The high permeability of K⁺ channels to monovalent thallium (Tl⁺) ions and the low solubility of thallium bromide salt were used to develop a simple yet very sensitive approach to the study of membrane localization of potassium channels. K⁺ channels (Kir1.1, Kir2.1, Kir2.3, Kv2.1), were expressed in Xenopus oocytes and loaded with Br^- ions by microinjection. Oocytes were then exposed to extracellular thallium. Under conditions favoring influx of Tl⁺ ions (negative membrane potential under voltage clamp, or high concentration of extracellular Tl⁺), crystals of TIBr, visible under low-power microscopy, formed under the membrane in places of high density of K⁺ channels.

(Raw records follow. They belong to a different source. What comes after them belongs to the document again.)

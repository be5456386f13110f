//! Tests for the reconciliation driver, using an in-memory fake gateway.

#[cfg(test)]
mod tests {
    use std::sync::atomic::{AtomicUsize, Ordering};
    use std::sync::Mutex;

    use chrono::{DateTime, Duration, TimeZone, Utc};

    use crate::availability::AvailabilityRule;
    use crate::conflict::BusyInterval;
    use crate::error::CoreError;
    use crate::scheduler::{Assignment, AssignmentStatus};
    use crate::storage::{PlanDb, PlannerConfig};
    use crate::sync::driver::Recalculator;
    use crate::sync::gateway::CalendarGateway;
    use crate::sync::types::SyncError;
    use crate::task::{WorkItem, WorkItemStatus};

    /// Fake provider recording every call, with injectable failures.
    #[derive(Default)]
    struct FakeGateway {
        busy: Vec<BusyInterval>,
        fail_fetch: bool,
        fail_first_creates: usize,
        fail_deletes: bool,
        created: Mutex<Vec<String>>,
        deleted: Mutex<Vec<String>>,
        create_calls: AtomicUsize,
    }

    impl CalendarGateway for FakeGateway {
        async fn fetch_busy(
            &self,
            _from: DateTime<Utc>,
            _to: DateTime<Utc>,
        ) -> Result<Vec<BusyInterval>, SyncError> {
            if self.fail_fetch {
                return Err(SyncError::CalendarApi("freeBusy unavailable".into()));
            }
            Ok(self.busy.clone())
        }

        async fn create_event(&self, assignment: &Assignment) -> Result<String, SyncError> {
            let call = self.create_calls.fetch_add(1, Ordering::SeqCst);
            if call < self.fail_first_creates {
                return Err(SyncError::CalendarApi("insert failed".into()));
            }
            self.created.lock().unwrap().push(assignment.id.clone());
            Ok(format!("evt-{call}"))
        }

        async fn delete_event(&self, remote_event_id: &str) -> Result<(), SyncError> {
            if self.fail_deletes {
                return Err(SyncError::CalendarApi("delete failed".into()));
            }
            self.deleted
                .lock()
                .unwrap()
                .push(remote_event_id.to_string());
            Ok(())
        }
    }

    fn utc(d: u32, h: u32, m: u32) -> DateTime<Utc> {
        Utc.with_ymd_and_hms(2026, 3, d, h, m, 0).unwrap()
    }

    // 2026-03-02 is a Monday.
    fn monday_morning() -> DateTime<Utc> {
        utc(2, 8, 0)
    }

    fn seeded_db(hours: f64) -> PlanDb {
        let db = PlanDb::open_memory().unwrap();
        db.create_work_item(&WorkItem::new("Deep work", hours, 1).unwrap())
            .unwrap();
        db.create_rule(
            &AvailabilityRule::new("Weekday hour", vec![1, 2, 3, 4, 5], "09:00", "10:00").unwrap(),
        )
        .unwrap();
        db
    }

    fn recalculator(db: PlanDb, gateway: FakeGateway) -> Recalculator<FakeGateway> {
        Recalculator::new(db, gateway, &PlannerConfig::default())
    }

    #[tokio::test]
    async fn full_recalculation_persists_and_mirrors() {
        let recalc = recalculator(seeded_db(2.0), FakeGateway::default());
        let report = recalc.recalculate(monday_morning()).await.unwrap();

        assert_eq!(report.assignments_created, 2);
        assert_eq!(report.remote.created, 2);
        assert_eq!(report.remote.create_failures, 0);
        assert_eq!(report.unscheduled_items, 0);

        let rows = recalc.db().list_assignments().unwrap();
        assert_eq!(rows.len(), 2);
        assert_eq!(rows[0].start, utc(2, 9, 0));
        for row in &rows {
            assert!(row.remote_event_id.is_some());
        }

        let items = recalc.db().list_work_items().unwrap();
        assert_eq!(items[0].status, WorkItemStatus::Scheduled);
    }

    #[tokio::test]
    async fn partial_create_failure_does_not_abort_batch() {
        let gateway = FakeGateway {
            fail_first_creates: 1,
            ..Default::default()
        };
        let recalc = recalculator(seeded_db(3.0), gateway);
        let report = recalc.recalculate(monday_morning()).await.unwrap();

        assert_eq!(report.assignments_created, 3);
        assert_eq!(report.remote.create_failures, 1);
        assert_eq!(report.remote.created, 2);

        // Local state stays valid despite the partial remote failure.
        assert_eq!(recalc.db().list_assignments().unwrap().len(), 3);
    }

    #[tokio::test]
    async fn fetch_failure_aborts_before_any_teardown() {
        let db = seeded_db(1.0);
        let item = db.list_work_items().unwrap().remove(0);
        let prior = Assignment::new(&item, utc(2, 9, 0), utc(2, 10, 0));
        db.insert_assignments(&[prior]).unwrap();

        let gateway = FakeGateway {
            fail_fetch: true,
            ..Default::default()
        };
        let recalc = recalculator(db, gateway);

        let err = recalc.recalculate(monday_morning()).await.unwrap_err();
        assert!(matches!(err, CoreError::Sync(_)));
        // Nothing was discarded.
        assert_eq!(recalc.db().list_assignments().unwrap().len(), 1);
    }

    #[tokio::test]
    async fn prior_remote_events_are_deleted() {
        let db = seeded_db(1.0);
        let item = db.list_work_items().unwrap().remove(0);
        let mut prior = Assignment::new(&item, utc(2, 9, 0), utc(2, 10, 0));
        prior.remote_event_id = Some("stale-evt".to_string());
        db.insert_assignments(&[prior]).unwrap();

        let recalc = recalculator(db, FakeGateway::default());
        let report = recalc.recalculate(monday_morning()).await.unwrap();

        assert_eq!(report.remote.deleted, 1);
        assert_eq!(
            *recalc.gateway().deleted.lock().unwrap(),
            vec!["stale-evt".to_string()]
        );
    }

    #[tokio::test]
    async fn delete_failures_counted_not_fatal() {
        let db = seeded_db(1.0);
        let item = db.list_work_items().unwrap().remove(0);
        let mut prior = Assignment::new(&item, utc(2, 9, 0), utc(2, 10, 0));
        prior.remote_event_id = Some("stale-evt".to_string());
        db.insert_assignments(&[prior]).unwrap();

        let gateway = FakeGateway {
            fail_deletes: true,
            ..Default::default()
        };
        let recalc = recalculator(db, gateway);
        let report = recalc.recalculate(monday_morning()).await.unwrap();

        assert_eq!(report.remote.delete_failures, 1);
        assert_eq!(report.assignments_created, 1);
    }

    #[tokio::test]
    async fn rapid_second_trigger_is_debounced() {
        let recalc = recalculator(seeded_db(1.0), FakeGateway::default());
        let now = monday_morning();

        recalc.recalculate(now).await.unwrap();

        let err = recalc
            .recalculate(now + Duration::milliseconds(500))
            .await
            .unwrap_err();
        assert!(matches!(err, CoreError::Debounced { .. }));

        // After the debounce window it runs again.
        recalc.recalculate(now + Duration::seconds(2)).await.unwrap();
    }

    #[tokio::test]
    async fn repair_moves_conflicted_assignment() {
        let db = seeded_db(1.0);
        let item = db.list_work_items().unwrap().remove(0);
        let mut committed = Assignment::new(&item, utc(2, 9, 0), utc(2, 10, 0));
        committed.remote_event_id = Some("old-evt".to_string());
        db.insert_assignments(&[committed]).unwrap();

        let gateway = FakeGateway {
            // A meeting landed exactly on the committed window.
            busy: vec![BusyInterval::new(utc(2, 9, 0), utc(2, 10, 0))],
            ..Default::default()
        };
        let recalc = recalculator(db, gateway);
        let report = recalc.repair(monday_morning()).await.unwrap();

        assert_eq!(report.conflicted, 1);
        assert_eq!(report.rescheduled, 1);
        assert_eq!(report.dropped, 0);
        assert_eq!(report.remote.deleted, 1);
        assert_eq!(report.remote.created, 1);

        let rows = recalc.db().list_assignments().unwrap();
        assert_eq!(rows.len(), 1);
        // Replacement lands on Tuesday, scheduled again, freshly
        // mirrored.
        assert_eq!(rows[0].start, utc(3, 9, 0));
        assert_eq!(rows[0].status, AssignmentStatus::Scheduled);
        assert!(rows[0].remote_event_id.is_some());
        assert_ne!(rows[0].remote_event_id.as_deref(), Some("old-evt"));
    }

    #[tokio::test]
    async fn repair_without_conflicts_is_a_noop() {
        let db = seeded_db(1.0);
        let item = db.list_work_items().unwrap().remove(0);
        let committed = Assignment::new(&item, utc(2, 9, 0), utc(2, 10, 0));
        db.insert_assignments(&[committed.clone()]).unwrap();

        let gateway = FakeGateway {
            busy: vec![BusyInterval::new(utc(2, 12, 0), utc(2, 13, 0))],
            ..Default::default()
        };
        let recalc = recalculator(db, gateway);
        let report = recalc.repair(monday_morning()).await.unwrap();

        assert_eq!(report.conflicted, 0);
        let rows = recalc.db().list_assignments().unwrap();
        assert_eq!(rows.len(), 1);
        assert_eq!(rows[0].id, committed.id);
    }
}
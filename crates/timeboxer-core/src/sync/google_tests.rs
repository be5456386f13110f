//! HTTP-level tests for the Google gateway against a mock server.

#[cfg(test)]
mod tests {
    use chrono::{TimeZone, Utc};

    use crate::scheduler::Assignment;
    use crate::sync::gateway::CalendarGateway;
    use crate::sync::google::GoogleCalendarGateway;
    use crate::sync::types::SyncError;
    use crate::task::WorkItem;

    fn window() -> (chrono::DateTime<Utc>, chrono::DateTime<Utc>) {
        (
            Utc.with_ymd_and_hms(2026, 3, 2, 0, 0, 0).unwrap(),
            Utc.with_ymd_and_hms(2026, 4, 1, 0, 0, 0).unwrap(),
        )
    }

    #[tokio::test]
    async fn fetch_busy_parses_provider_response() {
        let mut server = mockito::Server::new_async().await;
        let mock = server
            .mock("POST", "/freeBusy")
            .with_status(200)
            .with_header("content-type", "application/json")
            .with_body(
                r#"{"calendars": {"primary": {"busy": [
                    {"start": "2026-03-02T09:00:00Z", "end": "2026-03-02T10:00:00Z"},
                    {"start": "2026-03-03T09:00:00Z"}
                ]}}}"#,
            )
            .create_async()
            .await;

        let gateway =
            GoogleCalendarGateway::new("token", "primary").with_base_url(&server.url());
        let (from, to) = window();
        let busy = gateway.fetch_busy(from, to).await.unwrap();

        mock.assert_async().await;
        // The entry missing its end is skipped, never a crash.
        assert_eq!(busy.len(), 1);
        assert_eq!(
            busy[0].start,
            Utc.with_ymd_and_hms(2026, 3, 2, 9, 0, 0).unwrap()
        );
    }

    #[tokio::test]
    async fn fetch_busy_maps_unauthorized() {
        let mut server = mockito::Server::new_async().await;
        let _mock = server
            .mock("POST", "/freeBusy")
            .with_status(401)
            .create_async()
            .await;

        let gateway =
            GoogleCalendarGateway::new("expired", "primary").with_base_url(&server.url());
        let (from, to) = window();
        let err = gateway.fetch_busy(from, to).await.unwrap_err();
        assert!(matches!(err, SyncError::AuthenticationRequired));
    }

    #[tokio::test]
    async fn create_event_returns_remote_id() {
        let mut server = mockito::Server::new_async().await;
        let mock = server
            .mock("POST", "/calendars/primary/events")
            .with_status(200)
            .with_header("content-type", "application/json")
            .with_body(r#"{"id": "evt-123", "status": "confirmed"}"#)
            .create_async()
            .await;

        let gateway =
            GoogleCalendarGateway::new("token", "primary").with_base_url(&server.url());
        let item = WorkItem::new("Mirror me", 1.0, 1).unwrap();
        let assignment = Assignment::new(
            &item,
            Utc.with_ymd_and_hms(2026, 3, 2, 9, 0, 0).unwrap(),
            Utc.with_ymd_and_hms(2026, 3, 2, 10, 0, 0).unwrap(),
        );

        let remote_id = gateway.create_event(&assignment).await.unwrap();
        mock.assert_async().await;
        assert_eq!(remote_id, "evt-123");
    }

    #[tokio::test]
    async fn delete_event_tolerates_already_gone() {
        let mut server = mockito::Server::new_async().await;
        let _mock = server
            .mock("DELETE", "/calendars/primary/events/evt-9")
            .with_status(410)
            .create_async()
            .await;

        let gateway =
            GoogleCalendarGateway::new("token", "primary").with_base_url(&server.url());
        gateway.delete_event("evt-9").await.unwrap();
    }

    #[tokio::test]
    async fn delete_event_surfaces_server_errors() {
        let mut server = mockito::Server::new_async().await;
        let _mock = server
            .mock("DELETE", "/calendars/primary/events/evt-9")
            .with_status(500)
            .create_async()
            .await;

        let gateway =
            GoogleCalendarGateway::new("token", "primary").with_base_url(&server.url());
        let err = gateway.delete_event("evt-9").await.unwrap_err();
        assert!(matches!(err, SyncError::CalendarApi(_)));
    }
}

Crystals were not formed in uninjected oocytes, but were formed in oocytes expressing as little as 5 μS K⁺ conductance. The number of observed crystals was much lower than the estimated number of functional channels. Based on the pattern of crystal formation, K⁺ channels appear to be expressed mostly around the point of cRNA injection when injected either into the animal or vegetal hemisphere. In addition to this pseudopolarized distribution of K⁺ channels due to localized microinjection of cRNA, a naturally polarized (animal/vegetal side) distribution of K⁺ channels was also frequently observed when K⁺ channel cRNA was injected at the equator. A second novel 'agarose-hemiclamp' technique was developed to permit direct measurements of K⁺ currents from different hemispheres of oocytes under two-microelectrode voltage clamp. This technique, together with direct patch-clamping of patches of membrane in regions of high crystal density, confirmed that the localization of TlBr crystals corresponded to the localization of functional K⁺ channels and suggested a clustered organization of functional channels. With appropriate permeant ion/counterion pairs, this approach may be applicable to the visualization of the membrane distribution of any functional ion channel.